How can i transfer learning when idim is different than the pretrained model?

Thanks in advance.

Question

Most helpful comment

You can use the following options to select pretrained parameters to be loaded.
https://github.com/espnet/espnet/blob/a360dbb5f21923bdea867c2c3ed002020163cfeb/espnet/bin/tts_train.py#L125-L135
In your case, you can load all of the parameters except for encoder.0.embed.
Then while encoder.0.embed is initialized with random value, the other paramters are loaded from the pretrained model.

All 4 comments

In my opinion, as I had encountered same errors at past , it is about difference about the number of language features you used
(e.g) stop token, or character depending on your language)
you can see it in

'data/lang1char/*dev_units.txt'

The error code says that the pretrained model you used uses 43 number of cleaned features, but you used about 37 features.

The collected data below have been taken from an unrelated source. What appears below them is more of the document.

// Copyright (c) 2024 Leela Aurelia, git@elia.garden
//
// Unless otherwise noted, this file is released and thus subject to the
// terms of the Mozilla Public License Version 2.0 (MPL-2.0) or the
// GNU General Public License Version 3 (GPL-3).
// If a copy of these licenses was not distributed with this file, you can
// obtain them at https://mozilla.org/MPL/2.0/ and http://www.gnu.org/licenses/.

use alloc::{fmt::Debug, format, string::String};

pub mod alu;

pub fn print_op<T: Debug>(item: T) -> String {
    format!("{item:?}").to_lowercase()
}
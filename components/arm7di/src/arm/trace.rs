// Copyright (c) 2024 Leela Aurelia, git@elia.garden
//
// Unless otherwise noted, this file is released and thus subject to the
// terms of the Mozilla Public License Version 2.0 (MPL-2.0) or the
// GNU General Public License Version 3 (GPL-3).
// If a copy of these licenses was not distributed with this file, you can
// obtain them at https://mozilla.org/MPL/2.0/ and http://www.gnu.org/licenses/.

use core::fmt::{Display, Formatter, Result, Write};

use super::{decode::*, ArmInst, ArmVisitor};
use crate::{memory::RelativeOffset, misc::print_op, registers::Register};

impl Display for ArmInst {
    fn fmt(&self, f: &mut Formatter<'_>) -> Result {
        match lookup(self.raw()) {
            Some(encoding) => {
                let cc = self.condition().mnemonic();
                self.visit(encoding.op, &mut ArmFormat { f, cc })
            }
            None => write!(f, "{:08X}??", self.raw()),
        }
    }
}

pub struct ArmFormat<'f1, 'f2> {
    f: &'f1 mut Formatter<'f2>,
    cc: &'static str,
}

impl ArmFormat<'_, '_> {
    fn flags(&mut self, cpsr: bool) -> Result {
        if cpsr {
            self.f.write_char('s')?;
        }
        Ok(())
    }

    /// Write the destination and first operand, which depend on the
    /// kind of data processing operation.
    fn alu_head(&mut self, n: Register, d: Register, op: ArmAluOp, cpsr: bool) -> Result {
        write!(self.f, "{}{}", print_op(op), self.cc)?;
        match op {
            ArmAluOp::Mov | ArmAluOp::Mvn => {
                self.flags(cpsr)?;
                write!(self.f, " {d}, ")
            }
            op if op.is_compare() => write!(self.f, " {n}, "),
            _ => {
                self.flags(cpsr)?;
                write!(self.f, " {d}, {n}, ")
            }
        }
    }

    fn shifted_reg(&mut self, m: Register, kind: ArmAluShift, by: ArmOperandKind) -> Result {
        match by {
            ArmOperandKind::Immediate(0) if kind == ArmAluShift::Lsl => write!(self.f, "{m}"),
            ArmOperandKind::Immediate(0) if kind == ArmAluShift::Ror => write!(self.f, "{m}, rrx"),
            ArmOperandKind::Immediate(0) => write!(self.f, "{m}, {} #32", print_op(kind)),
            ArmOperandKind::Immediate(imm) => write!(self.f, "{m}, {} #{imm}", print_op(kind)),
            ArmOperandKind::Register(reg) => write!(self.f, "{m}, {} {reg}", print_op(kind)),
        }
    }
}

impl ArmVisitor for ArmFormat<'_, '_> {
    type Output = Result;

    fn arm_unknown_opcode(&mut self, inst: ArmInst) -> Result {
        write!(self.f, "{:08X}??", inst.raw())
    }

    fn arm_idle(&mut self) -> Result {
        write!(self.f, "nop")
    }

    fn arm_swi(&mut self) -> Result {
        write!(self.f, "swi{}", self.cc)
    }

    fn arm_b(&mut self, offset: RelativeOffset) -> Result {
        write!(self.f, "b{} {offset}", self.cc)
    }

    fn arm_bl(&mut self, offset: RelativeOffset) -> Result {
        write!(self.f, "bl{} {offset}", self.cc)
    }

    fn arm_alu_reg(
        &mut self,
        n: Register,
        d: Register,
        m: Register,
        op: ArmAluOp,
        shift_kind: ArmAluShift,
        shift_operand: ArmOperandKind,
        cpsr: bool,
    ) -> Result {
        self.alu_head(n, d, op, cpsr)?;
        self.shifted_reg(m, shift_kind, shift_operand)
    }

    fn arm_alu_imm(
        &mut self,
        n: Register,
        d: Register,
        imm: u32,
        imm_ror: u32,
        op: ArmAluOp,
        cpsr: bool,
    ) -> Result {
        self.alu_head(n, d, op, cpsr)?;
        write!(self.f, "#0x{:X}", imm.rotate_right(imm_ror))
    }

    fn arm_mul(
        &mut self,
        n: Register,
        s: Register,
        d: Register,
        m: Register,
        accumulate: bool,
        cpsr: bool,
    ) -> Result {
        write!(self.f, "{}{}", if accumulate { "mla" } else { "mul" }, self.cc)?;
        self.flags(cpsr)?;
        write!(self.f, " {d}, {m}, {s}")?;
        if accumulate {
            write!(self.f, ", {n}")?;
        }
        Ok(())
    }

    fn arm_msr(&mut self, src: ArmOperandKind, flags: bool, ctrl: bool, spsr: bool) -> Result {
        write!(
            self.f,
            "msr{} {}_",
            self.cc,
            if spsr { "spsr" } else { "cpsr" }
        )?;
        if flags {
            self.f.write_char('f')?;
        }
        if ctrl {
            self.f.write_char('c')?;
        }
        match src {
            ArmOperandKind::Immediate(imm) => write!(self.f, ", #0x{imm:X}"),
            ArmOperandKind::Register(reg) => write!(self.f, ", {reg}"),
        }
    }

    fn arm_mrs(&mut self, d: Register, spsr: bool) -> Result {
        write!(
            self.f,
            "mrs{} {d}, {}",
            self.cc,
            if spsr { "spsr" } else { "cpsr" }
        )
    }

    fn arm_ldrstr(
        &mut self,
        n: Register,
        d: Register,
        offset: ArmLdrStrOperandKind,
        config: ArmLdrStrConfig,
    ) -> Result {
        write!(
            self.f,
            "{}{}{} {d}, [{n}",
            if config.load { "ldr" } else { "str" },
            self.cc,
            if config.byte { "b" } else { "" }
        )?;
        if !config.pre {
            self.f.write_char(']')?;
        }

        let sign = if config.up { "" } else { "-" };
        match offset {
            ArmLdrStrOperandKind::Immediate(0) if config.pre => (),
            ArmLdrStrOperandKind::Immediate(imm) => write!(self.f, ", #{sign}0x{imm:X}")?,
            ArmLdrStrOperandKind::ShiftedRegister { base, shift, by } => {
                write!(self.f, ", {sign}")?;
                self.shifted_reg(base, shift, by)?;
            }
        }

        if config.pre {
            self.f.write_char(']')?;
            if config.writeback {
                self.f.write_char('!')?;
            }
        }
        Ok(())
    }

    fn arm_ldmstm(
        &mut self,
        n: Register,
        rlist: u16,
        force_user: bool,
        config: ArmLdmStmConfig,
    ) -> Result {
        let kind = match (config.pre, config.up) {
            (true, true) => "ib",
            (true, false) => "db",
            (false, true) => "ia",
            (false, false) => "da",
        };
        write!(
            self.f,
            "{}{}{kind} {n}",
            if config.load { "ldm" } else { "stm" },
            self.cc
        )?;
        if config.writeback {
            self.f.write_char('!')?;
        }
        self.f.write_str(", {")?;
        for (i, r) in Register::from_rlist(rlist).enumerate() {
            if i != 0 {
                self.f.write_str(", ")?;
            }
            write!(self.f, "{r}")?;
        }
        self.f.write_char('}')?;
        if force_user {
            self.f.write_char('^')?;
        }
        Ok(())
    }

    fn arm_extra_transfer(&mut self, inst: ArmInst) -> Result {
        self.arm_unknown_opcode(inst)
    }
}
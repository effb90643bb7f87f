// Copyright (c) 2024 Leela Aurelia, git@elia.garden
//
// Unless otherwise noted, this file is released and thus subject to the
// terms of the Mozilla Public License Version 2.0 (MPL-2.0) or the
// GNU General Public License Version 3 (GPL-3).
// If a copy of these licenses was not distributed with this file, you can
// obtain them at https://mozilla.org/MPL/2.0/ and http://www.gnu.org/licenses/.

//! This module contains some components shared by multiple cores.

pub mod scheduler;
// Copyright (c) 2024 Leela Aurelia, git@elia.garden
//
// Unless otherwise noted, this file is released and thus subject to the
// terms of the Mozilla Public License Version 2.0 (MPL-2.0) or the
// GNU General Public License Version 3 (GPL-3).
// If a copy of these licenses was not distributed with this file, you can
// obtain them at https://mozilla.org/MPL/2.0/ and http://www.gnu.org/licenses/.

use core::ops::RangeInclusive;

use common::numutil::NumExt;
pub use decode::{
    decode, lookup, ArmAluOp, ArmAluShift, ArmLdmStmConfig, ArmLdrStrConfig,
    ArmLdrStrOperandKind, ArmOperandKind, Encoding, Op, ENCODINGS,
};
use num_traits::FromPrimitive;

use crate::{condition::Condition, memory::RelativeOffset, registers::Register};

mod decode;
mod execute;
mod trace;

/// A raw ARM instruction word.
#[derive(Debug, Copy, Clone, PartialEq, Eq, Default)]
#[cfg_attr(feature = "serde", derive(serde::Deserialize, serde::Serialize))]
pub struct ArmInst(u32);

impl ArmInst {
    pub fn of(inst: u32) -> Self {
        Self(inst)
    }

    pub fn raw(self) -> u32 {
        self.0
    }

    pub fn reg(self, idx: u32) -> Register {
        Register(self.0.bits(idx, 4) as u16)
    }

    pub fn is_bit(self, bit: u16) -> bool {
        self.0.is_bit(bit)
    }

    pub fn condition(self) -> Condition {
        Condition::from_u32(self.bits(28..=31)).unwrap_or(Condition::Nv)
    }

    #[inline]
    pub const fn bits(self, range: RangeInclusive<u32>) -> u32 {
        (self.0 >> *range.start()) & ((1 << ((*range.end() - *range.start()) + 1)) - 1)
    }
}

/// What an instruction did to the program counter.
#[derive(Debug, Copy, Clone, PartialEq, Eq)]
pub enum Flow {
    /// Continue with the next word; PC advances by 4.
    Sequential,
    /// PC was written and the pipeline discarded; PC stays as written.
    Flushed,
}

/// An instruction after decode, ready to execute.
#[derive(Debug, Copy, Clone, PartialEq, Eq)]
pub struct DecodedInst {
    pub inst: ArmInst,
    pub cond: Condition,
    pub op: Op,
    /// Base cost in CPU cycles; also paid when the condition fails.
    pub cycles: u32,
}

impl DecodedInst {
    /// What the CPU executes while the pipeline is still filling.
    pub const IDLE: DecodedInst = DecodedInst {
        inst: ArmInst(0),
        cond: Condition::Al,
        op: Op::Idle,
        cycles: 1,
    };
}

/// Everything that consumes decoded ARM instructions: the interpreter and
/// the disassembler. Decoded fields are handed over by [ArmInst::visit].
pub trait ArmVisitor {
    type Output;

    /// Instruction reached a handler that does not fit its encoding.
    fn arm_unknown_opcode(&mut self, inst: ArmInst) -> Self::Output;
    fn arm_idle(&mut self) -> Self::Output;
    fn arm_swi(&mut self) -> Self::Output;

    fn arm_b(&mut self, offset: RelativeOffset) -> Self::Output;
    fn arm_bl(&mut self, offset: RelativeOffset) -> Self::Output;

    #[allow(clippy::too_many_arguments)]
    fn arm_alu_reg(
        &mut self,
        n: Register,
        d: Register,
        m: Register,
        op: ArmAluOp,
        shift_kind: ArmAluShift,
        shift_operand: ArmOperandKind,
        cpsr: bool,
    ) -> Self::Output;
    fn arm_alu_imm(
        &mut self,
        n: Register,
        d: Register,
        imm: u32,
        imm_ror: u32,
        op: ArmAluOp,
        cpsr: bool,
    ) -> Self::Output;
    fn arm_mul(
        &mut self,
        n: Register,
        s: Register,
        d: Register,
        m: Register,
        accumulate: bool,
        cpsr: bool,
    ) -> Self::Output;

    fn arm_msr(&mut self, src: ArmOperandKind, flags: bool, ctrl: bool, spsr: bool)
        -> Self::Output;
    fn arm_mrs(&mut self, d: Register, spsr: bool) -> Self::Output;

    fn arm_ldrstr(
        &mut self,
        n: Register,
        d: Register,
        offset: ArmLdrStrOperandKind,
        config: ArmLdrStrConfig,
    ) -> Self::Output;
    fn arm_ldmstm(
        &mut self,
        n: Register,
        rlist: u16,
        force_user: bool,
        config: ArmLdmStmConfig,
    ) -> Self::Output;
    /// Halfword, signed and swap transfers, which this core does not have.
    fn arm_extra_transfer(&mut self, inst: ArmInst) -> Self::Output;
}
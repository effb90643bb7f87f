// Copyright (c) 2024 Leela Aurelia, git@elia.garden
//
// Unless otherwise noted, this file is released and thus subject to the
// terms of the Mozilla Public License Version 2.0 (MPL-2.0) or the
// GNU General Public License Version 3 (GPL-3).
// If a copy of these licenses was not distributed with this file, you can
// obtain them at https://mozilla.org/MPL/2.0/ and http://www.gnu.org/licenses/.

use core::fmt::Debug;

use common::BusFault;

use crate::memory::Address;

/// Trait for a system that contains this CPU.
/// The system provides memory and the two interrupt lines.
pub trait Bus: Sized {
    /// Get the value at the given memory address.
    fn read<T: RwType>(&mut self, addr: Address) -> Result<T, BusFault>;
    /// Set the value at the given memory address.
    fn write<T: RwType>(&mut self, addr: Address, value: T) -> Result<(), BusFault>;

    /// Is the normal interrupt line raised?
    /// Polled once per fetch, before the instruction is dispatched.
    fn irq_pending(&self) -> bool;
    /// Is the fast interrupt line raised?
    /// Polled once per fetch, before the instruction is dispatched.
    fn fiq_pending(&self) -> bool;
}

/// Trait for a type that can be read/written over the bus.
/// The CPU itself only uses u8 and u32; other bus masters
/// may also use u16 and floats.
pub trait RwType: Copy + Default + PartialEq + Debug + 'static {
    /// Width in bytes.
    const WIDTH: u32;

    /// Read from a little-endian slice of exactly `WIDTH` bytes.
    fn from_le_slice(bytes: &[u8]) -> Self;
    /// Write into a little-endian slice of exactly `WIDTH` bytes.
    fn to_le_slice(self, bytes: &mut [u8]);
}

macro_rules! rw_type_impl {
    ($ty:ident, $w:expr) => {
        impl RwType for $ty {
            const WIDTH: u32 = $w;

            #[inline]
            fn from_le_slice(bytes: &[u8]) -> Self {
                let mut buf = [0; $w];
                buf.copy_from_slice(bytes);
                $ty::from_le_bytes(buf)
            }

            #[inline]
            fn to_le_slice(self, bytes: &mut [u8]) {
                bytes.copy_from_slice(&self.to_le_bytes());
            }
        }
    };
}

rw_type_impl!(u8, 1);
rw_type_impl!(u16, 2);
rw_type_impl!(u32, 4);
rw_type_impl!(f32, 4);
rw_type_impl!(f64, 8);

#[cfg(test)]
mod test {
    use super::*;

    #[test]
    fn little_endian() {
        let bytes = [0x78, 0x56, 0x34, 0x12, 0, 0, 0xF0, 0x3F];
        assert_eq!(u32::from_le_slice(&bytes[..4]), 0x1234_5678);
        assert_eq!(u16::from_le_slice(&bytes[2..4]), 0x1234);
        assert_eq!(f64::from_le_slice(&bytes), f64::from_bits(0x3FF0_0000_1234_5678));

        let mut out = [0; 4];
        1.0f32.to_le_slice(&mut out);
        assert_eq!(out, [0, 0, 0x80, 0x3F]);
    }
}
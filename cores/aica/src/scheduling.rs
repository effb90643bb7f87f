// Copyright (c) 2024 Leela Aurelia, git@elia.garden
//
// Unless otherwise noted, this file is released and thus subject to the
// terms of the Mozilla Public License Version 2.0 (MPL-2.0) or the
// GNU General Public License Version 3 (GPL-3).
// If a copy of these licenses was not distributed with this file, you can
// obtain them at https://mozilla.org/MPL/2.0/ and http://www.gnu.org/licenses/.

use common::{
    components::scheduler::{EventId, Kind},
    Fault,
};
use AicaEvent::*;

use crate::{interrupts::Lines, Aica};

/// All scheduler events on the AICA.
#[derive(Debug, Copy, Clone, Eq, PartialEq, Default)]
#[cfg_attr(feature = "serde", derive(serde::Deserialize, serde::Serialize))]
#[repr(u16)]
pub enum AicaEvent {
    /// Pause the emulation. Used by `run_for` to advance by a certain
    /// amount.
    #[default]
    PauseEmulation,
    /// One output sample is done.
    SampleTick,
}

impl AicaEvent {
    /// Handle the event by delegating to the appropriate handler.
    pub fn dispatch(self, aica: &mut Aica, id: EventId) -> Result<(), Fault> {
        match self {
            PauseEmulation => aica.ticking = false,
            SampleTick => {
                aica.samples += 1;
                aica.cpu.bus.interrupts.raise(Lines::SAMPLE);
                let next = aica.clock.when(id) + aica.config.sample_interval();
                aica.clock.schedule(id, next)?;
            }
        }
        Ok(())
    }
}

impl Kind for AicaEvent {}

/// Handles of the events the AICA registered with its clock.
#[derive(Debug, Copy, Clone)]
#[cfg_attr(feature = "serde", derive(serde::Deserialize, serde::Serialize))]
pub struct Events {
    pub pause: EventId,
    pub sample_tick: EventId,
}
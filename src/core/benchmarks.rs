use crate::config::ClimateConfig;
use crate::input::RawBenchmark;
use serde::{Deserialize, Serialize};
use tracing::instrument;

/// A benchmark whose energy intensities have been normalised to the local climate.
///
/// An intensity is `None` whenever one of the raw values it is derived from was missing.
#[derive(Clone, Debug, Default, Deserialize, PartialEq, Serialize)]
pub struct WeatherAdjustedBenchmark {
    #[serde(rename = "Benchmark")]
    pub name: String,
    pub typical_area_m2: Option<f64>,
    pub area_upper_bound_m2: Option<f64>,
    pub typical_electricity_kwh_per_m2y: Option<f64>,
    pub typical_fossil_fuel_kwh_per_m2y: Option<f64>,
    pub typical_building_energy_kwh_per_m2y: Option<f64>,
    pub typical_process_energy_kwh_per_m2y: Option<f64>,
    pub typical_electricity_heat_kwh_per_m2y: Option<f64>,
    pub typical_fossil_fuel_heat_kwh_per_m2y: Option<f64>,
    pub typical_industrial_low_temperature_heat_kwh_per_m2y: Option<f64>,
    pub typical_industrial_high_temperature_heat_kwh_per_m2y: Option<f64>,
}

/// An intensity split by whether it scales with heating degree days.
#[derive(Clone, Copy, Debug, PartialEq)]
pub(crate) struct IntensitySplit {
    pub(crate) weather_dependent: f64,
    pub(crate) weather_independent: f64,
}

impl IntensitySplit {
    pub(crate) fn total(&self) -> f64 {
        self.weather_dependent + self.weather_independent
    }
}

/// Splits a raw intensity into the fraction pro-rated to degree days, rescaled by
/// `degree_day_factor`, and the remainder which is left untouched.
pub(crate) fn split_intensity(
    raw_kwh_per_m2y: Option<f64>,
    prorated_fraction: Option<f64>,
    degree_day_factor: f64,
) -> Option<IntensitySplit> {
    let raw = raw_kwh_per_m2y?;
    let prorated_fraction = prorated_fraction?;

    Some(IntensitySplit {
        weather_dependent: raw * prorated_fraction * degree_day_factor,
        weather_independent: raw * (1. - prorated_fraction),
    })
}

impl WeatherAdjustedBenchmark {
    pub fn from_raw(raw: &RawBenchmark, degree_day_factor: f64) -> Self {
        let suitable = raw.suitable_for_district_heating_or_heat_pump;

        let electricity = split_intensity(
            raw.typical_electricity_kwh_per_m2y,
            raw.electricity_prorated_to_degree_days,
            degree_day_factor,
        );
        let fossil_fuel = split_intensity(
            raw.typical_fossil_fuel_kwh_per_m2y,
            raw.fossil_fuel_prorated_to_degree_days,
            degree_day_factor,
        );

        // space heating is taken to be the only electrical heat load
        let electricity_heat = electricity
            .zip(suitable)
            .map(|(split, suitable)| split.weather_dependent * suitable);

        // fossil fuel is taken to be burnt only for space heating and hot water
        let fossil_fuel_heat = fossil_fuel
            .zip(suitable)
            .map(|(split, suitable)| split.total() * suitable);

        let process = raw.industrial_process_energy_kwh_per_m2y;
        let industrial_low_temperature_heat = raw
            .industrial_space_heat_kwh_per_m2y
            .zip(process)
            .zip(suitable)
            .map(|((space_heat, process), suitable)| {
                space_heat * degree_day_factor + process * suitable
            });
        let industrial_high_temperature_heat = process
            .zip(suitable)
            .map(|(process, suitable)| process * (1. - suitable));

        Self {
            name: raw.name.clone(),
            typical_area_m2: raw.typical_area_m2,
            area_upper_bound_m2: raw.area_upper_bound_m2,
            typical_electricity_kwh_per_m2y: electricity.map(|split| split.total()),
            typical_fossil_fuel_kwh_per_m2y: fossil_fuel.map(|split| split.total()),
            typical_building_energy_kwh_per_m2y: raw.industrial_building_total_kwh_per_m2y,
            typical_process_energy_kwh_per_m2y: process,
            typical_electricity_heat_kwh_per_m2y: electricity_heat,
            typical_fossil_fuel_heat_kwh_per_m2y: fossil_fuel_heat,
            typical_industrial_low_temperature_heat_kwh_per_m2y: industrial_low_temperature_heat,
            typical_industrial_high_temperature_heat_kwh_per_m2y: industrial_high_temperature_heat,
        }
    }
}

/// Normalises every benchmark to the local climate described by `climate`.
#[instrument(skip_all)]
pub fn weather_adjust_benchmarks(
    benchmarks: &[RawBenchmark],
    climate: &ClimateConfig,
) -> Vec<WeatherAdjustedBenchmark> {
    let degree_day_factor = climate.degree_day_factor();

    benchmarks
        .iter()
        .map(|raw| WeatherAdjustedBenchmark::from_raw(raw, degree_day_factor))
        .collect()
}
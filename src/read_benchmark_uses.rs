use crate::core::benchmark_matcher::UseMapping;
use anyhow::Context;
use std::io::{BufRead, BufReader, Read, Seek, Write};
use tracing::debug;
use zip::ZipArchive;

const CATEGORY_FILE_EXTENSION: &str = ".txt";

/// Reads an archive holding one newline-delimited text file per benchmark category, where each
/// line of a file is a building use belonging to that category.
pub fn benchmark_uses_from_archive(archive: impl Read + Seek) -> anyhow::Result<UseMapping> {
    let mut archive = ZipArchive::new(archive).context("Could not open benchmark uses archive")?;
    let mut mapping = UseMapping::default();

    for i in 0..archive.len() {
        let entry = archive.by_index(i)?;
        if entry.is_dir() {
            continue;
        }
        let category = category_from_entry_name(entry.name());
        let entry_name = entry.name().to_string();

        for line in BufReader::new(entry).lines() {
            let line =
                line.with_context(|| format!("Could not read line of archive entry {entry_name}"))?;
            let building_use = line.trim_end();
            if building_use.is_empty() {
                continue;
            }
            if let Some(previous) = mapping.insert(building_use, &category) {
                debug!("Use '{building_use}' moved from benchmark '{previous}' to '{category}'");
            }
        }
    }

    Ok(mapping)
}

fn category_from_entry_name(name: &str) -> String {
    let file_name = name.rsplit('/').next().unwrap_or(name);
    file_name
        .strip_suffix(CATEGORY_FILE_EXTENSION)
        .unwrap_or(file_name)
        .to_string()
}

pub fn benchmark_uses_from_json(json: impl Read) -> anyhow::Result<UseMapping> {
    serde_json::from_reader(BufReader::new(json)).context("Could not parse benchmark uses JSON")
}

pub fn write_benchmark_uses_json(mapping: &UseMapping, writer: impl Write) -> anyhow::Result<()> {
    serde_json::to_writer(writer, mapping)?;
    Ok(())
}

 `   size mismatch for encoder.embed.0.weight: copying a param with shape torch.Size([43, 384]) from checkpoint, the shape in current model is torch.Size([37, 384]).

`

so if you want to resume training from pretrained model, you may revise local clean text stage.

You can use the following options to select pretrained parameters to be loaded.
https://github.com/espnet/espnet/blob/a360dbb5f21923bdea867c2c3ed002020163cfeb/espnet/bin/tts_train.py#L125-L135
In your case, you can load all of the parameters except for encoder.0.embed.
Then while encoder.0.embed is initialized with random value, the other paramters are loaded from the pretrained model.

Or if your dict is subset of the dict of pretrained model, you can use pretrained model's dict in making json.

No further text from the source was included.